Nicholas Zakas

Because for most people that will not be installed automatically as like the minor and the patch versions are.

So if you just said like, oh, hell, hold on for this, like one dot X branch of this package, you never had a post install script before.

and now you do, sorry, you've got to bump that to 2.0.0 before we're going to publish it for you.

And I think that that alone would slow down attackers tremendously because people will just not automatically be downloading those packages anymore.

And hopefully...

Someone, like maybe it's Socket or maybe it's NPM themselves, will then have the time to identify that as malicious and get it pulled down before it is downloaded millions of times.

Yeah, I like that idea a lot.

I think that.

For too long, we've just been saying like, oh, you know, they go and add a post and sell script and gosh, like that's terrible.

But yeah.

But there are all kinds of things that I think can be done with these packages to just make sure that they're safe.

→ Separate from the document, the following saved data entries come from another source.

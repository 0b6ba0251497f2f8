//! Display capture loop
//!
//! Pulls frames from the display camera at its frame rate and publishes them
//! on the frame bus. Capture errors go to the recovery manager inline; the
//! loop ends once recovery gives up.

use crate::recorder::{lock, SharedRecorder};
use crate::recovery::{RecoveryManager, RecoveryOutcome};
use camera_capture::FrameBus;
use std::sync::Arc;
use std::time::Duration;
use tracing::{error, info, warn};
use worker::{StopToken, WorkerError, WorkerSet};

fn run_capture_loop(
    recorder: &SharedRecorder,
    bus: &FrameBus,
    recovery: &mut RecoveryManager,
    interval: Duration,
    token: &StopToken,
) {
    while token.is_running() {
        let captured = lock(recorder).capture_frame();
        match captured {
            Ok(Some(frame)) => bus.update(frame),
            Ok(None) => {}
            Err(e) => {
                warn!("Display capture error: {}", e);
                match recovery.recover(recorder, token) {
                    RecoveryOutcome::Recovered | RecoveryOutcome::RetryPending => continue,
                    RecoveryOutcome::Exhausted => {
                        error!("Display camera disabled after repeated failures");
                        break;
                    }
                    RecoveryOutcome::Aborted => break,
                }
            }
        }

        if !token.sleep(interval) {
            break;
        }
    }
}

/// Spawn the capture thread for the display camera
pub fn spawn_capture_loop(
    workers: &mut WorkerSet,
    recorder: SharedRecorder,
    bus: Arc<FrameBus>,
    mut recovery: RecoveryManager,
) -> Result<(), WorkerError> {
    let (role, fps) = {
        let recorder = lock(&recorder);
        (recorder.role(), recorder.config().fps)
    };
    let interval = Duration::from_secs_f64(1.0 / fps.max(1) as f64);
    workers.spawn("capture", move |token| {
        info!("Starting capture loop for {} camera at {}fps", role, fps);
        run_capture_loop(&recorder, &bus, &mut recovery, interval, &token);
        info!("Capture loop for {} camera stopped", role);
    })
}
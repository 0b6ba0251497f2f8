//! Presentation backends
//!
//! A backend owns exactly one output surface between `start` and `stop`.
//! `start` either returns a usable surface or leaves nothing allocated.
//! `present` reports single-frame failures as [`DisplayError::Transient`] and
//! keeps the last good image on screen. `stop` blanks the screen and releases
//! everything; calling it twice is harmless.

pub mod drm;
pub mod framebuffer;

pub use drm::DrmKmsBackend;
pub use framebuffer::FramebufferBackend;

use crate::packer::PixelFormat;
use crate::{DisplayConfig, DisplayError};
use serde::{Deserialize, Serialize};

/// Geometry of an acquired surface
#[derive(Debug, Clone, Copy, PartialEq, Eq)]
pub struct SurfaceInfo {
    pub width: u32,
    pub height: u32,
    pub format: PixelFormat,
    /// Bytes per row in device memory
    pub pitch: u32,
}

impl SurfaceInfo {
    /// Surface with rows packed back to back
    pub fn packed(width: u32, height: u32, format: PixelFormat) -> Self {
        Self {
            width,
            height,
            format,
            pitch: width * format.bytes_per_pixel() as u32,
        }
    }

    /// Length of one packed frame (no row padding)
    pub fn frame_len(&self) -> usize {
        self.width as usize * self.height as usize * self.format.bytes_per_pixel()
    }
}

/// Output device for packed frames
pub trait PresentationBackend: Send {
    fn name(&self) -> &'static str;

    /// Acquire the surface and show a black frame
    fn start(&mut self) -> Result<SurfaceInfo, DisplayError>;

    /// Show one packed frame of `SurfaceInfo::frame_len` bytes
    fn present(&mut self, packed: &[u8]) -> Result<(), DisplayError>;

    /// Blank and release the surface. Idempotent.
    fn stop(&mut self);

    /// Current surface, if started
    fn surface(&self) -> Option<SurfaceInfo>;
}

/// Backend selected by configuration
#[derive(Debug, Clone, Copy, PartialEq, Eq, Serialize, Deserialize)]
#[serde(rename_all = "lowercase")]
pub enum BackendKind {
    /// Character-device framebuffer, RGB565
    Framebuffer,
    /// DRM/KMS dumb buffer, XRGB8888
    Drm,
}

/// Build the configured backend (not yet started)
pub fn create_backend(config: &DisplayConfig) -> Box<dyn PresentationBackend> {
    match config.backend {
        BackendKind::Framebuffer => Box::new(FramebufferBackend::new(
            &config.fb_device,
            config.width,
            config.height,
        )),
        BackendKind::Drm => Box::new(DrmKmsBackend::card(&config.drm_card)),
    }
}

And yeah, I love that idea of just providing extra scrutiny to those.

I mean, it could be the case that like...

You even need a waiting period if you're changing or adding post-install scripts.

And this is the thing that I found a bit frustrating is I feel like

there are some low-hanging fruit options that are out there that would actually not be very resource-intensive to implement on NPM, which is why my suggestion of just requiring a major version bump was one of the things that I put out there.

I don't think it's super complicated to implement, but let's just start doing something

during the publish process instead of just relying on people discovering it after something has been published and then downloaded a bunch of times.

I think that the resources for that would probably be fairly high and probably more than it could get in the short term.

Gotcha.